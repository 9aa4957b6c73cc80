//! Loading of the page and PDF source lists.
//!
//! Both lists are flat newline-delimited files of absolute URLs. Blank lines
//! are skipped and surrounding whitespace is trimmed; input order is
//! preserved. No URL validation happens here — malformed entries surface as
//! fetch failures downstream.

use std::path::Path;

use tokio::fs;

use crate::types::{SourceItem, SourceKind, SyncError};

/// The two source lists a batch run operates on.
#[derive(Debug, Clone, Default, PartialEq, Eq)]
pub struct SourceLists {
    pub pdfs: Vec<SourceItem>,
    pub pages: Vec<SourceItem>,
}

impl SourceLists {
    /// Reads both lists from disk.
    ///
    /// # Errors
    ///
    /// Returns [`SyncError::SourceLoad`] naming the unreadable file. This is
    /// the only fatal error in the pipeline.
    pub async fn load(pages_path: &Path, pdfs_path: &Path) -> Result<Self, SyncError> {
        let pages = read_list(pages_path, SourceKind::Page).await?;
        let pdfs = read_list(pdfs_path, SourceKind::PdfFile).await?;
        Ok(Self { pdfs, pages })
    }

    /// Total number of items across both lists.
    #[must_use]
    pub fn len(&self) -> usize {
        self.pdfs.len() + self.pages.len()
    }

    #[must_use]
    pub fn is_empty(&self) -> bool {
        self.pdfs.is_empty() && self.pages.is_empty()
    }

    /// Iterates items in processing order: PDFs first, then pages.
    pub fn iter(&self) -> impl Iterator<Item = &SourceItem> {
        self.pdfs.iter().chain(self.pages.iter())
    }
}

async fn read_list(path: &Path, kind: SourceKind) -> Result<Vec<SourceItem>, SyncError> {
    let contents = fs::read_to_string(path)
        .await
        .map_err(|source| SyncError::SourceLoad {
            path: path.to_path_buf(),
            source,
        })?;
    Ok(parse_list(&contents, kind))
}

fn parse_list(contents: &str, kind: SourceKind) -> Vec<SourceItem> {
    contents
        .lines()
        .map(str::trim)
        .filter(|line| !line.is_empty())
        .map(|line| SourceItem::new(line, kind))
        .collect()
}

#[cfg(test)]
mod tests {
    use super::*;
    use tempfile::tempdir;

    #[test]
    fn parse_skips_blanks_and_trims() {
        let items = parse_list(
            "https://a.example/one\n\n  https://a.example/two  \n\t\nhttps://a.example/three",
            SourceKind::Page,
        );
        let urls: Vec<&str> = items.iter().map(|i| i.url.as_str()).collect();
        assert_eq!(
            urls,
            vec![
                "https://a.example/one",
                "https://a.example/two",
                "https://a.example/three",
            ]
        );
        assert!(items.iter().all(|i| i.kind == SourceKind::Page));
    }

    #[test]
    fn parse_keeps_malformed_urls() {
        // Well-formedness is deliberately not checked at load time.
        let items = parse_list("not a url", SourceKind::PdfFile);
        assert_eq!(items.len(), 1);
        assert_eq!(items[0].url, "not a url");
    }

    #[tokio::test]
    async fn load_reads_both_lists_in_order() {
        let dir = tempdir().unwrap();
        let pages = dir.path().join("urls.txt");
        let pdfs = dir.path().join("pdfs.txt");
        tokio::fs::write(&pages, "https://a.example/p1\nhttps://a.example/p2\n")
            .await
            .unwrap();
        tokio::fs::write(&pdfs, "https://a.example/d1.pdf\n")
            .await
            .unwrap();

        let lists = SourceLists::load(&pages, &pdfs).await.unwrap();
        assert_eq!(lists.len(), 3);
        let order: Vec<&str> = lists.iter().map(|i| i.url.as_str()).collect();
        assert_eq!(
            order,
            vec![
                "https://a.example/d1.pdf",
                "https://a.example/p1",
                "https://a.example/p2",
            ]
        );
    }

    #[tokio::test]
    async fn load_fails_naming_the_unreadable_file() {
        let dir = tempdir().unwrap();
        let pages = dir.path().join("missing.txt");
        let pdfs = dir.path().join("also-missing.txt");

        let err = SourceLists::load(&pages, &pdfs).await.unwrap_err();
        match err {
            SyncError::SourceLoad { path, .. } => assert_eq!(path, pages),
            other => panic!("expected SourceLoad, got {other:?}"),
        }
    }
}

> PROMPT: Only lines holding the word "tokio" are wanted here; copy each from the listing.

> TASK ANSWER:
use tokio::fs;
    #[tokio::test]
        tokio::fs::write(&pages, "https://a.example/p1\nhttps://a.example/p2\n")
        tokio::fs::write(&pdfs, "https://a.example/d1.pdf\n")
    #[tokio::test]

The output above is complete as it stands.